→ How to complete this task: Determine how many lines in the records below contain "crate", then state that number alone.

→ Given data:
◆ ◆ ◆
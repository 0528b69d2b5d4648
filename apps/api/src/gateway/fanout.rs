//! Message fan-out: validate, authorize, normalize, persist, broadcast.
//!
//! Persistence gates broadcast. A message the store refuses to write is
//! never announced, so subscribers only ever see durable records, and the
//! sender gets the error instead.

use std::sync::Arc;

use serde_json::json;

use fika_common::SnowflakeGenerator;

use crate::error::EventError;
use crate::models::message::{Attachment, Message, MessageStatus};
use crate::models::room::Room;
use crate::store::chat::ChatStore;
use crate::store::objects::ObjectStorage;

use super::events::EventName;
use super::registry::ConnectionHandle;
use super::rooms::{RoomId, RoomMembership};
use super::transfer::CompletedTransfer;

/// Longest accepted message body, in characters.
pub const MAX_CONTENT_CHARS: usize = 4000;

pub struct MessageFanout {
    store: Arc<dyn ChatStore>,
    objects: Arc<dyn ObjectStorage>,
    rooms: Arc<RoomMembership>,
    ids: Arc<SnowflakeGenerator>,
}

impl MessageFanout {
    pub fn new(
        store: Arc<dyn ChatStore>,
        objects: Arc<dyn ObjectStorage>,
        rooms: Arc<RoomMembership>,
        ids: Arc<SnowflakeGenerator>,
    ) -> Self {
        Self {
            store,
            objects,
            rooms,
            ids,
        }
    }

    /// Full send pipeline for a text message. The created record is
    /// broadcast to the room and returned to the caller.
    pub async fn send_message(
        &self,
        sender: &ConnectionHandle,
        room_id: &str,
        content: &str,
    ) -> Result<Message, EventError> {
        let content = content.trim();
        if content.is_empty() {
            return Err(EventError::invalid_argument("message content is required"));
        }
        if content.chars().count() > MAX_CONTENT_CHARS {
            return Err(EventError::invalid_argument("message content is too long"));
        }
        let room = self.authorized_room(sender, room_id).await?;
        let message = Message::text(
            self.ids.generate(),
            &room,
            &sender.user_id,
            &sender.claims,
            content.to_string(),
        );
        self.persist_and_broadcast(&room, message).await
    }

    /// Stores a reassembled upload and fans out the attachment message.
    /// Authorization runs before any byte reaches storage, so outsiders
    /// cannot fill the object store.
    pub async fn send_attachment(
        &self,
        sender: &ConnectionHandle,
        transfer: CompletedTransfer,
    ) -> Result<Message, EventError> {
        let room = self.authorized_room(sender, &transfer.room_id).await?;
        let url = self
            .objects
            .upload_buffer(transfer.bytes, &transfer.mime_type, &room.id)
            .await?;
        let attachment = Attachment {
            url,
            mime_type: transfer.mime_type,
            name: transfer.filename,
        };
        let message = Message::attachment(
            self.ids.generate(),
            &room,
            &sender.user_id,
            &sender.claims,
            attachment,
        );
        self.persist_and_broadcast(&room, message).await
    }

    /// Records a read receipt and announces the status change to the
    /// message's room.
    pub async fn update_status(
        &self,
        reader: &ConnectionHandle,
        message_id: i64,
        status: MessageStatus,
    ) -> Result<(), EventError> {
        let receipt = self
            .store
            .append_read_receipt(message_id, &reader.user_id, status)
            .await?
            .ok_or_else(|| EventError::not_found("message not found"))?;
        let channel = RoomId::persisted(receipt.room_kind, &receipt.room_id);
        self.rooms.broadcast(
            &channel,
            EventName::MESSAGE_STATUS_UPDATE,
            json!({
                "message_id": receipt.message_id,
                "room_id": receipt.room_id,
                "reader_id": receipt.reader_id,
                "status": receipt.status,
            }),
        );
        Ok(())
    }

    /// Typing is ephemeral: no store involvement, and everyone but the
    /// typist hears about it immediately.
    pub fn typing(&self, sender: &ConnectionHandle, room: &RoomId, is_typing: bool) {
        self.rooms.broadcast_except(
            room,
            &sender.connection_id,
            EventName::TYPING_STATUS,
            json!({
                "room_id": room.raw(),
                "user_id": &sender.user_id,
                "is_typing": is_typing,
            }),
        );
    }

    /// Deletes a chat everywhere: store first, then one final broadcast,
    /// then the live room is torn down so nothing further flows.
    pub async fn delete_chat(
        &self,
        actor: &ConnectionHandle,
        room_id: &str,
    ) -> Result<(), EventError> {
        let room = self.authorized_room(actor, room_id).await?;
        if !self.store.delete_room(room_id).await? {
            return Err(EventError::not_found("room not found"));
        }
        let channel = RoomId::persisted(room.kind, room_id);
        self.rooms
            .broadcast(&channel, EventName::CHAT_DELETED, json!({ "room_id": room_id }));
        self.rooms.drop_room(&channel);
        tracing::info!(%room_id, actor_id = %actor.user_id, "chat deleted");
        Ok(())
    }

    async fn authorized_room(
        &self,
        conn: &ConnectionHandle,
        room_id: &str,
    ) -> Result<Room, EventError> {
        let room = self
            .store
            .find_room(room_id)
            .await?
            .ok_or_else(|| EventError::not_found("room not found"))?;
        if !room.is_participant(&conn.user_id) {
            return Err(EventError::forbidden("not a participant of this room"));
        }
        Ok(room)
    }

    async fn persist_and_broadcast(
        &self,
        room: &Room,
        message: Message,
    ) -> Result<Message, EventError> {
        self.store.create_message(&message).await?;
        let channel = RoomId::persisted(room.kind, &room.id);
        let delivered = self.rooms.broadcast(
            &channel,
            EventName::NEW_MESSAGE,
            serde_json::to_value(&message).unwrap_or_default(),
        );
        tracing::debug!(message_id = message.id, room_id = %room.id, delivered, "message fanned out");
        Ok(message)
    }
}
◆ ◆ ◆
→ Solution for this task: 5